### Exercise requirements:
Return the lines from the start of the data through the line with "carry a strictly". Include both of those lines and no others.

### Entries supplied:

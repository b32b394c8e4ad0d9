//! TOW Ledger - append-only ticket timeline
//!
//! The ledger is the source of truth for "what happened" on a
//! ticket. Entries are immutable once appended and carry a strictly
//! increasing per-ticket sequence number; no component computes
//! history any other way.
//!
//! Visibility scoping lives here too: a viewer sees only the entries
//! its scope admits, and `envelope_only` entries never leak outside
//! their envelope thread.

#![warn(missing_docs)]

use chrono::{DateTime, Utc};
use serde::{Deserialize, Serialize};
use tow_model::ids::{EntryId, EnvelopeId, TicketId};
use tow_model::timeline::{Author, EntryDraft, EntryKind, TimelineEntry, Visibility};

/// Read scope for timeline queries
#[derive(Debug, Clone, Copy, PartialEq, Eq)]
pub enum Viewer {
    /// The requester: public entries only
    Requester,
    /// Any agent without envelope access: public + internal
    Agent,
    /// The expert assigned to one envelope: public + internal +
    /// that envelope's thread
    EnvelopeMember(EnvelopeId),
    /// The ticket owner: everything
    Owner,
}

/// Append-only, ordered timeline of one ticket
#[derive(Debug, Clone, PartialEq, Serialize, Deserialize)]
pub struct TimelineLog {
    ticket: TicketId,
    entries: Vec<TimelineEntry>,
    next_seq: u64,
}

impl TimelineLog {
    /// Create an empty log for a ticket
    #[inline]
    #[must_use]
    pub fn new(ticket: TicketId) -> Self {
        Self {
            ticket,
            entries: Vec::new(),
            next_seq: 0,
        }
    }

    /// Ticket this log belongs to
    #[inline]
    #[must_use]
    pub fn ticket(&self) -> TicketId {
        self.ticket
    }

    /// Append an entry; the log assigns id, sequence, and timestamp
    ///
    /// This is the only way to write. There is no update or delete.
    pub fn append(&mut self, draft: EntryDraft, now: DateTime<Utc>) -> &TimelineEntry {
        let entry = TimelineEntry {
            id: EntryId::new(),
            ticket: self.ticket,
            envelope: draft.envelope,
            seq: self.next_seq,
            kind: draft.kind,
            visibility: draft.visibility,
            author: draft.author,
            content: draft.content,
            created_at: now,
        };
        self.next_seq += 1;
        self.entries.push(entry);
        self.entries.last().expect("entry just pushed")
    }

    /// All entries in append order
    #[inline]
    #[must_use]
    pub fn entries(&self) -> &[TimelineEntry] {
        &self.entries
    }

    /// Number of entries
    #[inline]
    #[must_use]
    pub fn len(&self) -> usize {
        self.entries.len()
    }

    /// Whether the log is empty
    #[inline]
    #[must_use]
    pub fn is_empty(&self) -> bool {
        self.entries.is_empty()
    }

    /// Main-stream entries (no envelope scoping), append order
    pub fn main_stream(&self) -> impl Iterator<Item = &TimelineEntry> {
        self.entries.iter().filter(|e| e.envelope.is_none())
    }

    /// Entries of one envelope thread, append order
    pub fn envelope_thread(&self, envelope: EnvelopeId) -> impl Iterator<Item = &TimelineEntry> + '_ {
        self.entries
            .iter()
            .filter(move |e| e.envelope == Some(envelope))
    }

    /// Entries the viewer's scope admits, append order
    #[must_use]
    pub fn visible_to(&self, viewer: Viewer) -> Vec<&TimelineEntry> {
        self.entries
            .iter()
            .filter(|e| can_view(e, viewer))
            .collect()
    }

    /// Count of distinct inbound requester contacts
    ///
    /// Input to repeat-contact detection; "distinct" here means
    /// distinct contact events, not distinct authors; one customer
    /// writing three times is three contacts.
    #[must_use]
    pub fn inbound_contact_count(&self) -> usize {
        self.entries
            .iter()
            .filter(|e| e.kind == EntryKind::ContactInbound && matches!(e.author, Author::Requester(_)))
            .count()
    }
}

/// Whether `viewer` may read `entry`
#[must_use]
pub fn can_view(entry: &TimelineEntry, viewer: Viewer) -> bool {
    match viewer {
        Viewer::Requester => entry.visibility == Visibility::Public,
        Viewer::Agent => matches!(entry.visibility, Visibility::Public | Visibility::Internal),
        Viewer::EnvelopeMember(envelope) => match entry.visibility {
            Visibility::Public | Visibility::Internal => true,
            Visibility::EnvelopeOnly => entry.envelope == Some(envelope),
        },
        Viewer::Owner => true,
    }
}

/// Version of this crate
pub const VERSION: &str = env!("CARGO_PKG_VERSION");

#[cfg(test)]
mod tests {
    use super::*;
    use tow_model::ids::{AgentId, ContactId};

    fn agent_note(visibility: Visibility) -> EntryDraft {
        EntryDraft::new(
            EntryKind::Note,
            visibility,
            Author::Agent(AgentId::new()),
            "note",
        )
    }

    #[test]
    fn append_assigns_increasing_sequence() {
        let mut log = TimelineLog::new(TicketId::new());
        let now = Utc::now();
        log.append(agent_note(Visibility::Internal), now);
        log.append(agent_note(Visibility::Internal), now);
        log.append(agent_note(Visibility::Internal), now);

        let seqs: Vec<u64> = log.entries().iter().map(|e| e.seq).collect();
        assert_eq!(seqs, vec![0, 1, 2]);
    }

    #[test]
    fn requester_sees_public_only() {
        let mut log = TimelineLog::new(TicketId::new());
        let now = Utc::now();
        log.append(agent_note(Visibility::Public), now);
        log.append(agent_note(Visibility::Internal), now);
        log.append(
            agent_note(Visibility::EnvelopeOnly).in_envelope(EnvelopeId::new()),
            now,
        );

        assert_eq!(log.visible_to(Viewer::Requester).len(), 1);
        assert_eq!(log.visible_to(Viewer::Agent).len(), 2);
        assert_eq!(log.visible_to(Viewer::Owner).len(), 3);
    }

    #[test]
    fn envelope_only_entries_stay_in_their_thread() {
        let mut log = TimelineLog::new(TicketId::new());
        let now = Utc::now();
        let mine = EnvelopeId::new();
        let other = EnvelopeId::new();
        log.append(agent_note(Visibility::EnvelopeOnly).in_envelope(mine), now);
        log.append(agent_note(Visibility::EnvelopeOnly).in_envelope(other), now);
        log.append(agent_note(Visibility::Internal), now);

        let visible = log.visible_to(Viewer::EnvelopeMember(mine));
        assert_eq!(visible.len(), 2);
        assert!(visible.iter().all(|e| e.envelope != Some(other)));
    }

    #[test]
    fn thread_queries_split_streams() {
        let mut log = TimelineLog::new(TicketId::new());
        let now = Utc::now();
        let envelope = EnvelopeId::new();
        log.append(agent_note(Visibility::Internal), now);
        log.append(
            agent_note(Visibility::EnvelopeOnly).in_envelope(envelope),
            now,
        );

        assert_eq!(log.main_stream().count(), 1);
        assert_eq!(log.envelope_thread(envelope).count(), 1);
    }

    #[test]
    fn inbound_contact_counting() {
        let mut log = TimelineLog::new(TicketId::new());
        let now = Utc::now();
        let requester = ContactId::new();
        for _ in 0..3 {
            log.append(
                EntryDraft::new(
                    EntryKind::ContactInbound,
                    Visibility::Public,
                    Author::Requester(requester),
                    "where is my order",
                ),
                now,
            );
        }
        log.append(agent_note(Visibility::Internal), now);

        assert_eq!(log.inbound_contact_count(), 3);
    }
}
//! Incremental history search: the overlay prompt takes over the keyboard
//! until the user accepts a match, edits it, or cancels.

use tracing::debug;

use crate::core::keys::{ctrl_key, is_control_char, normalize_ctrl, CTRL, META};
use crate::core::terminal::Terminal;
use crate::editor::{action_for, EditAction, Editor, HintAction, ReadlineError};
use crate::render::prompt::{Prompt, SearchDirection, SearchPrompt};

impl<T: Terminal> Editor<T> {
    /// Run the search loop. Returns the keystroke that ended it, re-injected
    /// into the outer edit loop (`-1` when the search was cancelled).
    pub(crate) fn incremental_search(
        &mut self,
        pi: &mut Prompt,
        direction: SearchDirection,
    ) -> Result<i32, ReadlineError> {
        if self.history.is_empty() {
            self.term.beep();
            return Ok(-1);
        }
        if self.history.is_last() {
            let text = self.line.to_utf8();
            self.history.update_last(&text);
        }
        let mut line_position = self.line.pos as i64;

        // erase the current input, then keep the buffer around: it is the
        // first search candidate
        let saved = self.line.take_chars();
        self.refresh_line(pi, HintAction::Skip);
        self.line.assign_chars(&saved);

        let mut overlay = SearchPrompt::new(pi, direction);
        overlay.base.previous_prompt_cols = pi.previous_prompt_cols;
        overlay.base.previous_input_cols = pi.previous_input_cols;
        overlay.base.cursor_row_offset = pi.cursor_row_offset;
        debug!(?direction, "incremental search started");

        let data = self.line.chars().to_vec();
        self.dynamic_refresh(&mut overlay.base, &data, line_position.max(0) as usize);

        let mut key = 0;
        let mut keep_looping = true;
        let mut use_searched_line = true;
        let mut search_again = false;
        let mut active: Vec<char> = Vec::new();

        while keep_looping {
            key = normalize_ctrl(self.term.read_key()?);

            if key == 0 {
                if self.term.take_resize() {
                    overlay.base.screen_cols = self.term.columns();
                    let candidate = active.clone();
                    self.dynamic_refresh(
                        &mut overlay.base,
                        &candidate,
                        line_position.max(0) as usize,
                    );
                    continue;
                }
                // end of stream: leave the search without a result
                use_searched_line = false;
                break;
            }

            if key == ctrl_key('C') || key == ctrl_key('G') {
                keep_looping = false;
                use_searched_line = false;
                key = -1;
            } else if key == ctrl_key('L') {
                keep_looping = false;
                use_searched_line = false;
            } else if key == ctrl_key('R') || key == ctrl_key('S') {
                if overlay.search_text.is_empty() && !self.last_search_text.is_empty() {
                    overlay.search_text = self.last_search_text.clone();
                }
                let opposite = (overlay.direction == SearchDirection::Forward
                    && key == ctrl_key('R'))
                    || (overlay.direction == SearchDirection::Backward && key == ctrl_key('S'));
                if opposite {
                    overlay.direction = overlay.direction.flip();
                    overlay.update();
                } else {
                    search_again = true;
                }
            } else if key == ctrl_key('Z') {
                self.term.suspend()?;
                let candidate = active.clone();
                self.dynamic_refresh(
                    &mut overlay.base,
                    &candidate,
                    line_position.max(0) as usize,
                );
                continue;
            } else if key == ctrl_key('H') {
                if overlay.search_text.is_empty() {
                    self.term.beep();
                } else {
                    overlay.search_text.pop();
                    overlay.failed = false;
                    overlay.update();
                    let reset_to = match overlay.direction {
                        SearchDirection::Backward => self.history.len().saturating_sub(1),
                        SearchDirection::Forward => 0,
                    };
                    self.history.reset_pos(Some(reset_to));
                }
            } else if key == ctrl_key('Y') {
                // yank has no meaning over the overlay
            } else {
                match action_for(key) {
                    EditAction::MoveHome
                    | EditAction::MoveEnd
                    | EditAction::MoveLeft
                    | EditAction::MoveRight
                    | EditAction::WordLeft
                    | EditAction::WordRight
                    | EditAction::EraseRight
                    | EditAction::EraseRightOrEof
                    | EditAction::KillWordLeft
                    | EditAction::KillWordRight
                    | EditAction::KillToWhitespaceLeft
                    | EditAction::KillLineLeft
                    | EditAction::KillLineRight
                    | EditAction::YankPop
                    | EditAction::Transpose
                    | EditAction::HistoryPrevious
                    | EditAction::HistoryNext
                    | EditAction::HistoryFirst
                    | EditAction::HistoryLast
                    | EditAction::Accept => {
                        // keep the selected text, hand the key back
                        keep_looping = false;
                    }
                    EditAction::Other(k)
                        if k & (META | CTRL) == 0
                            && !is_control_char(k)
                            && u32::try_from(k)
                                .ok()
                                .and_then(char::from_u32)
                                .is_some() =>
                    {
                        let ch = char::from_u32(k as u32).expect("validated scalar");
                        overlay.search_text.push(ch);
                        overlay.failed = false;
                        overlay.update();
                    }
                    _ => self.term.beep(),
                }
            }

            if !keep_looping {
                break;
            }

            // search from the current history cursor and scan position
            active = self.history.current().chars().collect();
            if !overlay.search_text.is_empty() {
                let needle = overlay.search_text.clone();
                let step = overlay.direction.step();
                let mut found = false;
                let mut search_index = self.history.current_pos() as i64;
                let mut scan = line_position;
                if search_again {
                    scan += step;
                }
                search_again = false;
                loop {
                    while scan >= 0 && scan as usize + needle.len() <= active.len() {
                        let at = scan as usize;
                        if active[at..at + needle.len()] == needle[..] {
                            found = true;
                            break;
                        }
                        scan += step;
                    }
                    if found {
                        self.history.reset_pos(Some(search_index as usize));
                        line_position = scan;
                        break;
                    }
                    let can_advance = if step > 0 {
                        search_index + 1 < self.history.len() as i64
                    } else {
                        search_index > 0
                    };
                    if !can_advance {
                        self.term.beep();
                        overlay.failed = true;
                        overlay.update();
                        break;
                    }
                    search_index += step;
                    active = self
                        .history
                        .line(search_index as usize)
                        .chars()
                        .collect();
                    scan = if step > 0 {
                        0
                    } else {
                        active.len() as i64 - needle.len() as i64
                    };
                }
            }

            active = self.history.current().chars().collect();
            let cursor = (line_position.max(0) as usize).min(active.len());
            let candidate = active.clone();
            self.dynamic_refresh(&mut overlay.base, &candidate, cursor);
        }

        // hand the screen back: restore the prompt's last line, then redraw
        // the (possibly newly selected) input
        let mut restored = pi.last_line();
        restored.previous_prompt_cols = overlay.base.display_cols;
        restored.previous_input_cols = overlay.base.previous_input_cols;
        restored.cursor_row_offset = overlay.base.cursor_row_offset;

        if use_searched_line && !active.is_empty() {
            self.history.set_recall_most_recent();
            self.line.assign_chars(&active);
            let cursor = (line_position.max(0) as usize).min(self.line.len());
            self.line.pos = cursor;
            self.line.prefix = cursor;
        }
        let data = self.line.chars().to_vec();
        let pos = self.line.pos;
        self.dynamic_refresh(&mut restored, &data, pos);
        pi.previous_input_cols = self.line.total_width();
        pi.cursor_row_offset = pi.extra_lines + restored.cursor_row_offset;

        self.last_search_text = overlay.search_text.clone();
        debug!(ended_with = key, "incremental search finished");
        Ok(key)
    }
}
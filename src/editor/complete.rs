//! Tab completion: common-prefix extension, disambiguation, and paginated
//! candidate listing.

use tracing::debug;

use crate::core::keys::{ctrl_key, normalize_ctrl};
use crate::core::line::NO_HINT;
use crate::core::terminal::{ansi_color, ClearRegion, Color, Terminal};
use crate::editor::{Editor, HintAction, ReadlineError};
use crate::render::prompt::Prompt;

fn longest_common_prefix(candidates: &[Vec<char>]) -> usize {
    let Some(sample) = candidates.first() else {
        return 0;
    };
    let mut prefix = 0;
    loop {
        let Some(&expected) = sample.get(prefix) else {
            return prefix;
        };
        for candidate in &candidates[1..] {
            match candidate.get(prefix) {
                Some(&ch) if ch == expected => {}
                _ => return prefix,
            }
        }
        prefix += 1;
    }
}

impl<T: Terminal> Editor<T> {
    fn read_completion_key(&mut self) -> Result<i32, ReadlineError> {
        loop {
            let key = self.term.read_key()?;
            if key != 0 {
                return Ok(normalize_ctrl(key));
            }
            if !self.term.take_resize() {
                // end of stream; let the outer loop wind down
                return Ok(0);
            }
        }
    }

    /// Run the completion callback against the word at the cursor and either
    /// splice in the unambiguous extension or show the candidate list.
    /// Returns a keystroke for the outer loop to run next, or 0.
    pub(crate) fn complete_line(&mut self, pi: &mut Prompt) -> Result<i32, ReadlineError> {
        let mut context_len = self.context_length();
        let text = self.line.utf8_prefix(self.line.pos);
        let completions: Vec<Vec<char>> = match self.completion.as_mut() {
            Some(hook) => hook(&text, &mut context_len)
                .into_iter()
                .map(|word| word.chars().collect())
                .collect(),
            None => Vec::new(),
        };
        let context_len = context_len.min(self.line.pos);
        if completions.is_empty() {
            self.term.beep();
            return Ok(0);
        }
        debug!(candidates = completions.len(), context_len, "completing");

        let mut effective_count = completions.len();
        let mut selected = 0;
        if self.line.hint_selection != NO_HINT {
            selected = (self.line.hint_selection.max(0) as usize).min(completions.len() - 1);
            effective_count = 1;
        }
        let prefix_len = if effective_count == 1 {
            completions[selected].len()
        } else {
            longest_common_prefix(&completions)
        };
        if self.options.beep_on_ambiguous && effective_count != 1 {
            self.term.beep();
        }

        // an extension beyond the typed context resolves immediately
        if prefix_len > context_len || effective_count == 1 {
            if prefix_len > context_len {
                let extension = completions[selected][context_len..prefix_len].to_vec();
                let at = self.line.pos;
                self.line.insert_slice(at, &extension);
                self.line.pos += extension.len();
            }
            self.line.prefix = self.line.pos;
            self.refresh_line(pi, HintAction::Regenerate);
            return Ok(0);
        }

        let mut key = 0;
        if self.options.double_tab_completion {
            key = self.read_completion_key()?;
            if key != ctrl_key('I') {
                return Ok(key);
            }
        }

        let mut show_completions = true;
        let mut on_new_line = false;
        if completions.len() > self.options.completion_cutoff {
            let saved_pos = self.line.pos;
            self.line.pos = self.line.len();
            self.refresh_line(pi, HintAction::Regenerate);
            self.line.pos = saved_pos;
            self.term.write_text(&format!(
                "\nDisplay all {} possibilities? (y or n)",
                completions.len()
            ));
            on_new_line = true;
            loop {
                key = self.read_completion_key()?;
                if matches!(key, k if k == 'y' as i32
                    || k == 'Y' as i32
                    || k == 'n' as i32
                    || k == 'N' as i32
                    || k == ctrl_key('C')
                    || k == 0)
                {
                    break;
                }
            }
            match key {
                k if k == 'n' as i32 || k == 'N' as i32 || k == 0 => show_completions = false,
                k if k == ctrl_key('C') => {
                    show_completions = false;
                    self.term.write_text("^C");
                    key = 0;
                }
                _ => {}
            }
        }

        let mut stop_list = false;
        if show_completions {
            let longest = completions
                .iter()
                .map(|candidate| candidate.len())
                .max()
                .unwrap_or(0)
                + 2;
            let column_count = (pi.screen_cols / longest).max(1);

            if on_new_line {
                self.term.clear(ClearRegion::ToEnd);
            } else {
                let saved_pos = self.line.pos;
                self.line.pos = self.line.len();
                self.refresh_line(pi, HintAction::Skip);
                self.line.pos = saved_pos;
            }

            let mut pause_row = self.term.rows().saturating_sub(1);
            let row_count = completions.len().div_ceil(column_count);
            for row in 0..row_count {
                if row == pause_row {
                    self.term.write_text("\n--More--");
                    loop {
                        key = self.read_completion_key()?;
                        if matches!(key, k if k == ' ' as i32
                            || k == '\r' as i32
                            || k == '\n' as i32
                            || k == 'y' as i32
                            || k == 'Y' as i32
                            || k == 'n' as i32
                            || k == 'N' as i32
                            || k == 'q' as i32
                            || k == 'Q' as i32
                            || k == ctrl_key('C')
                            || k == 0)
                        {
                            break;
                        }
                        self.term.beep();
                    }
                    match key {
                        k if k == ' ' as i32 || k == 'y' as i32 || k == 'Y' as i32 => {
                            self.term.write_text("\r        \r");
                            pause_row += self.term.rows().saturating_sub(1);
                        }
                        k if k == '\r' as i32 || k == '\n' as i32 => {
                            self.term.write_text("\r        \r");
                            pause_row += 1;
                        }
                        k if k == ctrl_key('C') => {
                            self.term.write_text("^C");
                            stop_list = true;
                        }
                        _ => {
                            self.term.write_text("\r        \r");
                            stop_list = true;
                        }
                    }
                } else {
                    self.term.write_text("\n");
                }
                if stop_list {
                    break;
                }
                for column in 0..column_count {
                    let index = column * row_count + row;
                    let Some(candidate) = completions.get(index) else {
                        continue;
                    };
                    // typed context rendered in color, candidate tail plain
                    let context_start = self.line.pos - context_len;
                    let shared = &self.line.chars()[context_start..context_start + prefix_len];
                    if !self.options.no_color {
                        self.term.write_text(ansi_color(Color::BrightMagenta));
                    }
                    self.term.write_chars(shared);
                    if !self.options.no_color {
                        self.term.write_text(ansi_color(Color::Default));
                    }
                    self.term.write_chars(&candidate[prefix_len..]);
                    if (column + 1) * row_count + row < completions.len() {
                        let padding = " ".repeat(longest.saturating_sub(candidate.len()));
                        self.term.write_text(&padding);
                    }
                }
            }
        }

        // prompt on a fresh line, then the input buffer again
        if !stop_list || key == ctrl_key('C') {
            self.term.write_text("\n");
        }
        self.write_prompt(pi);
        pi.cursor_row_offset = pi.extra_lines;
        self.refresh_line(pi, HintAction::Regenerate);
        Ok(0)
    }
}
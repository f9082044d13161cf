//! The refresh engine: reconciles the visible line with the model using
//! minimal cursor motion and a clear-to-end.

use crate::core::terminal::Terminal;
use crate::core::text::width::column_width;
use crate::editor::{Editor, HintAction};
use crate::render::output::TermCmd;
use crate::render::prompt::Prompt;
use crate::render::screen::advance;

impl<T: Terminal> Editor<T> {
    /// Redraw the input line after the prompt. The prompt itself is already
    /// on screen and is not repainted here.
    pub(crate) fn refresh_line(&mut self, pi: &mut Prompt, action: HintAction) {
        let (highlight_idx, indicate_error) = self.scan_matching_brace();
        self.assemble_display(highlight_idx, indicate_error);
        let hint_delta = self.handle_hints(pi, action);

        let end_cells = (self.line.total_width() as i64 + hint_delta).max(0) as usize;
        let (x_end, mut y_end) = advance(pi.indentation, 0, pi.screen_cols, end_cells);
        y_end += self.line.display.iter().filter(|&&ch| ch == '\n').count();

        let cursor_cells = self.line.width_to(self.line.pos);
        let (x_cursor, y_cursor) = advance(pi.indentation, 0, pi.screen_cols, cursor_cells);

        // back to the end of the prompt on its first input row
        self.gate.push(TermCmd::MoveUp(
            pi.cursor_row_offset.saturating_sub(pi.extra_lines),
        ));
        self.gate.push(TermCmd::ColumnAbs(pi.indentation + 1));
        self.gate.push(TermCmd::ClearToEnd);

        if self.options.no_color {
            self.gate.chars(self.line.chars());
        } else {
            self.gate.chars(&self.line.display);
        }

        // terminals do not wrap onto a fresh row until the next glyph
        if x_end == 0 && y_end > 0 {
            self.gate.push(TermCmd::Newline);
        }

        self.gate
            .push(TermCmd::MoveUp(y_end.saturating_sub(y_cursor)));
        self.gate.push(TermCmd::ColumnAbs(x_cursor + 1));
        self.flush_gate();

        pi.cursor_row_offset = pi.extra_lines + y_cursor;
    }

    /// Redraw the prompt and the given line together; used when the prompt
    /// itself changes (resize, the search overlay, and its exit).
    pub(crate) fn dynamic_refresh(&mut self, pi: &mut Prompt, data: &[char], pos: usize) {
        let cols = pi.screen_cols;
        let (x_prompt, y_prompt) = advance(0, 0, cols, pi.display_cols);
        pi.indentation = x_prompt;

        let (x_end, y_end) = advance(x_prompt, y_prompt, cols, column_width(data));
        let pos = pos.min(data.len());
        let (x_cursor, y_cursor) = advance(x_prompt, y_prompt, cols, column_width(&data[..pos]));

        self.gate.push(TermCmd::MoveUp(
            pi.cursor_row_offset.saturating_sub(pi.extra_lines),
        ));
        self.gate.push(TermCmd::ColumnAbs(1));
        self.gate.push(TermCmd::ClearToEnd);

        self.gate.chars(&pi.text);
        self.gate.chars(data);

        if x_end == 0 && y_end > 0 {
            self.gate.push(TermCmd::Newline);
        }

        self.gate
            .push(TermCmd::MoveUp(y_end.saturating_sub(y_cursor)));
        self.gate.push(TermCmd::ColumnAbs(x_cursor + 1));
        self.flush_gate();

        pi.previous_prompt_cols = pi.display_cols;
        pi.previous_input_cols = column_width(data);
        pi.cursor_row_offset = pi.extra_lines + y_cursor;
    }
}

### Response to the exercise:
repository b32b394c8e4ad0d9
//! TOW Ledger - append-only ticket timeline
//!
//! The ledger is the source of truth for "what happened" on a
//! ticket. Entries are immutable once appended and carry a strictly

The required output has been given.